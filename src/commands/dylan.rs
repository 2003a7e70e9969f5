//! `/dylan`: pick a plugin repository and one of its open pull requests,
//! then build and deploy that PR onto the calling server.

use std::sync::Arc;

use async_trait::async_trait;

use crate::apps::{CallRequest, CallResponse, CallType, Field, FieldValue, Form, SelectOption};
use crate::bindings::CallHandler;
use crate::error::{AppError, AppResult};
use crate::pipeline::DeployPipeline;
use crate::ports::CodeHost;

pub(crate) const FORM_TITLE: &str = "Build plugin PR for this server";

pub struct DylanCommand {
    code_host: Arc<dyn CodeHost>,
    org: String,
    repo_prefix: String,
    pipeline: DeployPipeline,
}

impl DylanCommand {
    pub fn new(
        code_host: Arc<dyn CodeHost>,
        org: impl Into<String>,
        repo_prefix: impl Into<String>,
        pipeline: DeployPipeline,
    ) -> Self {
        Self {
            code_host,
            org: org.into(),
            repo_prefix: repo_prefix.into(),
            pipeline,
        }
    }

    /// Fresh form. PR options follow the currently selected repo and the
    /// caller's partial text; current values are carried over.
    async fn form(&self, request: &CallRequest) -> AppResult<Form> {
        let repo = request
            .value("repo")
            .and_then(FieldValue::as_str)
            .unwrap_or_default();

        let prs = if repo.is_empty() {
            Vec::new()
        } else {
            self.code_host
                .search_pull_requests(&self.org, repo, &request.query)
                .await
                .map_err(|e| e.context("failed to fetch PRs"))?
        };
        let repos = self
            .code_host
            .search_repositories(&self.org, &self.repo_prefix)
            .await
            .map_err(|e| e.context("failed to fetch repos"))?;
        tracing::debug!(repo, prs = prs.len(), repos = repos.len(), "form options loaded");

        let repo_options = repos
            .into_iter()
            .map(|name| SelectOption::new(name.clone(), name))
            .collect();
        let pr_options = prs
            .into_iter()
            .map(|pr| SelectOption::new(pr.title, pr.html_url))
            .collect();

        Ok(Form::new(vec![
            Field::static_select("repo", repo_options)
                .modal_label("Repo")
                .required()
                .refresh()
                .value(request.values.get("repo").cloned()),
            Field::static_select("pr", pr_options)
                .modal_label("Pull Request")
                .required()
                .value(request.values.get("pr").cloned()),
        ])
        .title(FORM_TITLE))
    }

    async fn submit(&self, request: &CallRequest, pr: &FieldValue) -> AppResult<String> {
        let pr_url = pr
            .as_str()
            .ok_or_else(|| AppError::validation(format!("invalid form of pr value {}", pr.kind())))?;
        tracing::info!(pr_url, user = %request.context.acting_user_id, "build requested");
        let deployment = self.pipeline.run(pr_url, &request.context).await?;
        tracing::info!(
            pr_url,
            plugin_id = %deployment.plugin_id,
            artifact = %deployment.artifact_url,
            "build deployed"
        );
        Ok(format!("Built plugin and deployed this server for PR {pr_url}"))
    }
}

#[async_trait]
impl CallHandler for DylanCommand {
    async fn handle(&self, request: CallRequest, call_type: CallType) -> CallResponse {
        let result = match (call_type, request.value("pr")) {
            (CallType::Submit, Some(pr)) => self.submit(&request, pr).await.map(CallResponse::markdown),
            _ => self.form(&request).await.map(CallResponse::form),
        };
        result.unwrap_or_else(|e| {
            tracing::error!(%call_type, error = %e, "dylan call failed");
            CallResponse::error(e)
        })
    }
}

▶ WORK INSTRUCTION: Set down each line exactly as it appears, starting at the top of the data and ending at the line containing "use async_trait::async_trait;", and include no other lines.

▶ RESPONSE:
filename src/commands/dylan.rs
repository 2003a7e70e9969f5
//! `/dylan`: pick a plugin repository and one of its open pull requests,
//! then build and deploy that PR onto the calling server.

use std::sync::Arc;

use async_trait::async_trait;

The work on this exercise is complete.